To awaken is to get a new glimmer of one’s own individual self and all the possibilities that might come. Awake means awareness in every moment. To be fully present in mind and body and spirit is to be awake. Presencing is a new verb coined by a group of people who wrote the book, Presence (Peter Senge, Otto Scharmer, Joe Jaworski, and Betty Sue Flowers). It means to live in the now moment—to be awake.

e.g. Parker said, “I was like two people all at once. I was the one riding the bicycle and I was the observer of me riding the bicycle. I felt exhilarated and time sort of stood still. It was a moment of rare pleasure for me. To be so aware in the moment just lifted me into a kind of ecstasy. It was like a fresh new day and I saw things I had missed before; I smelled the trees and grass; and I thought to myself that I was waking up to something new that I had not experienced before.”

A gentle waking may come to you. You may have a quiet moment when you are “all lined up” and realizing your “isness”; OR, it could be more earthquaking in its appearance.

e.g. Reports from disasters such as Katrina bring stories of people waking up to a different reality, realizing what is meaningful and of value.

Tune in to your beliefs, your thoughts, your feelings, and your behavior. What will follow will be a gradual opening of your psychic eyes. You will be ready to AWAKEN. Good therapy facilitates this; bad therapy allows you to continue in your sleep state, playing victim to your world and circumstances.

People grow and change in three or four ways, in my opinion. They grow when they are fully engaged in their growth (possibly through good therapy); they grow under conditions of emergency (famine, fear, disease, disaster, etc); they sometimes grow with religious experience; and, they might be changed through brain surgery…..not to be too cynical. The real possibility is through choice (ownership).

Waking up to what holds value may be necessary before we decide to embrace life in its fullest possibility. The next turn of the spiral speaks to entering life in its robust and delicate menu. What would you choose if you were ready to live—really live?

ALIVE

Coming alive means a change in the meaning we give to outside events, places, people, and things. There is a dawning sense of soul and purpose. Physical-emotional-mental-spiritual self ownership begins to happen. One of the most beneficial parts of awakening is the realization that relationships are guides to aliveness. When we are alive there is a sort of transparency in that we do not cover up or deceive ourselves or others. In this state, there is no real urge or need to control or to try so hard to please through compliance. We just are who we are and we say it like it is.
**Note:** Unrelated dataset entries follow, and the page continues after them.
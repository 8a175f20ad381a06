// Ranking — bounded top-K selection over member scores.

pub mod top_k;
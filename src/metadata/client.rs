// HTTP metadata client — one JSON document per member.
//
// The provider serves each member at `{base}/{collection}/{id}.json` as a
// flat JSON object of category -> value strings. Anything else (non-2xx,
// timeout, non-object body, non-string values) is a failure for that member.

use std::time::Duration;

use anyhow::{Context, Result};
use async_trait::async_trait;
use tracing::debug;

use super::traits::MetadataSource;
use crate::models::{MemberId, Traits};

/// Default metadata provider endpoint.
pub const DEFAULT_API_URL: &str = "https://go-challenge.skip.money";

/// Default per-request timeout in seconds.
pub const DEFAULT_TIMEOUT_SECS: u64 = 10;

/// Thin reqwest wrapper for the metadata provider.
///
/// One client (and its connection pool) is shared by every fetch task, so
/// it is cheap to hand out behind an `Arc`.
pub struct MetadataClient {
    client: reqwest::Client,
    base_url: String,
}

impl MetadataClient {
    /// Create a client for the given base URL with a per-request timeout.
    ///
    /// A request that exceeds `timeout` fails like any other network error.
    /// A base URL that is not an absolute http(s) URL is rejected here, not
    /// once per member.
    pub fn new(base_url: &str, timeout: Duration) -> Result<Self> {
        let parsed = reqwest::Url::parse(base_url)
            .with_context(|| format!("Invalid metadata provider URL: {base_url}"))?;
        if !matches!(parsed.scheme(), "http" | "https") {
            anyhow::bail!("Metadata provider URL must be http or https: {base_url}");
        }

        let client = reqwest::Client::builder()
            .user_agent(concat!("rarity/", env!("CARGO_PKG_VERSION")))
            .timeout(timeout)
            .build()
            .context("Failed to build HTTP client")?;

        Ok(Self {
            client,
            base_url: base_url.trim_end_matches('/').to_string(),
        })
    }

    /// URL of one member's metadata document.
    pub fn member_url(&self, collection: &str, id: MemberId) -> String {
        format!("{}/{}/{}.json", self.base_url, collection, id)
    }
}

#[async_trait]
impl MetadataSource for MetadataClient {
    async fn fetch_traits(&self, collection: &str, id: MemberId) -> Result<Traits> {
        let url = self.member_url(collection, id);

        debug!(id, url = url.as_str(), "Fetching member metadata");

        let response = self
            .client
            .get(&url)
            .send()
            .await
            .with_context(|| format!("Request for member {id} failed"))?;

        if !response.status().is_success() {
            let status = response.status();
            anyhow::bail!("Provider returned {status} for member {id}");
        }

        response
            .json::<Traits>()
            .await
            .with_context(|| format!("Malformed metadata payload for member {id}"))
    }
}

#[cfg(test)]
mod tests {
    use super::*;

    #[test]
    fn test_member_url_layout() {
        let client = MetadataClient::new("https://example.test", Duration::from_secs(1)).unwrap();
        assert_eq!(
            client.member_url("azuki1", 42),
            "https://example.test/azuki1/42.json"
        );
    }

    #[test]
    fn test_trailing_slash_is_trimmed() {
        let client = MetadataClient::new("https://example.test///", Duration::from_secs(1)).unwrap();
        assert_eq!(
            client.member_url("azuki1", 1),
            "https://example.test/azuki1/1.json"
        );
    }

    #[test]
    fn test_invalid_base_url_is_rejected() {
        for bad in ["not a url at all", "", "example.test/no-scheme", "ftp://example.test"] {
            assert!(
                MetadataClient::new(bad, Duration::from_secs(1)).is_err(),
                "accepted {bad:?}"
            );
        }
    }
}
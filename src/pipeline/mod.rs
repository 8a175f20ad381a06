// Pipelines — the fetch scheduler and the end-to-end ranking run built on it.

pub mod fetch;
pub mod rank;
pub mod throttle;
// Scoring — per-member rarity against the collection's frequency tables.

pub mod rarity;
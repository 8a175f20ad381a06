// Collection statistics — trait frequency tables and their concurrent builder.

pub mod aggregator;
pub mod tables;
Ownership of one’s own feelings-thoughts-behaviors-beliefs is requisite. Mind, body, spirit all can wake up and be present in a consciousness of true aliveness. We all have an Internal Guidance System. That system is comprised of our emotional flow—our energy in motion. Feelings are our most excellent feedback. If it feels like “flow” as described in a book by that name by Mihaly Csikszentmihalyi, then you can trust the guidance you are receiving. He says that flow is the optimal experience, a state of concentration, so focused that it amounts to absolute absorption in an activity. You can see flow in evidence when a child plays, if they are left undisturbed by parents. This flies in the face of much teaching from parental units, including religion. To know what one wants has been labeled as selfish. And selfish is bad. Consider that our best guide to our true self is in the system of desire. Also, consider the possibility that you would still be a person of good conscience and high moral fiber, if you pursued what you want.

e.g. Consider all those women who have made a difference. Elizabeth Cady Stanton pursued what she wanted and she and Susan B. Anthony paved the way for our independence (the right to vote) as females. Stanton was a mother of many children but she still came alive to her world and the necessity of change. Her aliveness was put into action toward social good.
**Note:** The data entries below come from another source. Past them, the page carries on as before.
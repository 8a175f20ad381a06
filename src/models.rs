// Data models — the types that flow through the ranking pipeline.
//
// These are kept separate from the fetcher and the aggregator so every
// module can share them without depending on reqwest or the stats tables.

use std::collections::BTreeMap;

/// Member ids are dense and 1-based: a collection of size N holds ids 1..=N.
pub type MemberId = u32;

/// Attribute map as served by the metadata provider: category -> value.
///
/// A BTreeMap keeps iteration order stable, so a member's score is summed
/// in the same order on every run.
pub type Traits = BTreeMap<String, String>;

/// A single member of the collection with its fetched attributes.
#[derive(Debug, Clone, PartialEq, Eq)]
pub struct Member {
    pub id: MemberId,
    pub traits: Traits,
}

impl Member {
    pub fn new(id: MemberId, traits: Traits) -> Self {
        Self { id, traits }
    }

    /// Iterate over the member's (category, value) pairs.
    pub fn pairs(&self) -> impl Iterator<Item = (&str, &str)> {
        self.traits.iter().map(|(c, v)| (c.as_str(), v.as_str()))
    }
}

/// A collection on the metadata provider: its URL slug and how many members it holds.
#[derive(Debug, Clone, PartialEq, Eq)]
pub struct Collection {
    pub slug: String,
    pub size: u32,
}

impl Collection {
    pub fn new(slug: impl Into<String>, size: u32) -> Self {
        Self {
            slug: slug.into(),
            size,
        }
    }

    /// All member ids in the collection, in ascending order.
    pub fn ids(&self) -> impl Iterator<Item = MemberId> {
        1..=self.size
    }

    /// Position of a member id in an id-indexed result vector.
    ///
    /// Returns None for ids outside 1..=size.
    pub fn slot(&self, id: MemberId) -> Option<usize> {
        if id == 0 || id > self.size {
            None
        } else {
            Some((id - 1) as usize)
        }
    }
}

/// One row of the final ranking.
#[derive(Debug, Clone, Copy, PartialEq)]
pub struct RankedMember {
    pub id: MemberId,
    pub score: f64,
}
This turn of the spiral says, to be fully functioning, you must be fully Alive. And to be alive, you really need to know what you want. Wants can be about what we have, what we do, or what we want to be.

E.g. Cassandra told me that she didn’t really feel good when she got caught up in office gossip, saying  negative things about her friends. She said, “I always have that grubby brown feeling when I get into a conversation that puts someone down.” I asked what she wanted to change and she replied, “I would like to see these friends in ways they want to be seen, not just picking out their flaws.” I asked if that would be difficult to do. She said, “I think I can do it since I know I really want to. It does not feel like a should but a true want. I want to be able to walk away when the negative speak starts. I want to change my way of being and I want to have good relationships.
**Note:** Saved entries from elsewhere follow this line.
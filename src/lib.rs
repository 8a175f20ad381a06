// Rarity: rank collection members by how uncommon their traits are.
//
// This is the library root. Each module corresponds to one stage of the
// fetch -> aggregate -> score -> rank pipeline.

pub mod config;
pub mod metadata;
pub mod models;
pub mod output;
pub mod pipeline;
pub mod ranking;
pub mod scoring;
pub mod stats;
Want to climb further up the spiral? Read on and create yourself in your highest, best version.
ATTRACTING

The Spiral of Consciousness continues if you are still in a mood to grow. There is a real truth (popular in some groups today) that what we think about will come about. The Law of Attraction operates all the time. And there is no guide out there governing whether it is good or bad, negative or positive. Either way, this law works. I have included it in my Spiral of Consciousness because, I have learned at this stage of my life the real joy of positive thinking. I choose to stay in the vein of positive intention and my experience bears out that what I think about seems to manifest. But, this not a magic formula for getting a lot of stuff. Read on….

Intention is located in a center in the frontal lobe of our brain. We can select what we intend. Then we can attend to that thought, visualizing a positive outcome. Thoughts, practiced again and again, become beliefs.

The belief regarding Attraction is that we magnetize to us what we think about, negative or positive. Taking charge of the journey in this turn of the spiral means we set the intention according to our highest, grandest possibilities. I call it joining the Triple A. Through this power of attraction, you can actually be the Author, the Actor, and the Audience of your own life story. Therefore, it is wise to create the drama according to highest possibility, most magnanimous creating, and, even wiser, to espouse abundance instead of scarcity.

Does this mean that everything we say we want can be attracted? Yes and No. Yes, we attract many things to us. No, if we are not clear about the unaware material stored in our unconscious minds. The part of our mind that stores old habits, old memories, and old beliefs will prevail until it is brought to awareness. So, basically we get what we expect (at unaware levels) rather than what we say we want.

ACCEPTING: Turning ever upward and outward, in the expansion of one’s own personal universe, the next climb up the Spiral takes us to ACCEPTANCE, including the peace of acceptance. It is all an “inside” job. Acceptance of what is, means letting go of control. It also means letting go of being controlled (compliance). Acceptance is approaching the true meaning of love. Love is the warm acceptance of self, others, and the world just as it exists. Ownership of oneself means what the word says, ownership. That’s taking 100% responsibility for beliefs-thoughts-feelings-behavior. It also means accepting that what comes from outside has been created from inside. When this level of consciousness is reached, many things that were formerly important in our having, doing, and being will change. Don’t be surprised if you find yourself embracing voluntary simplicity as well as developing a social consciousness that includes the earth and her environment.  I learned from my vegetarian friends that their growth brought the decision to change, not any dogma or program to give up being carnivores.  Values seem to be clear and meaning comes alive in this turn of the spiral.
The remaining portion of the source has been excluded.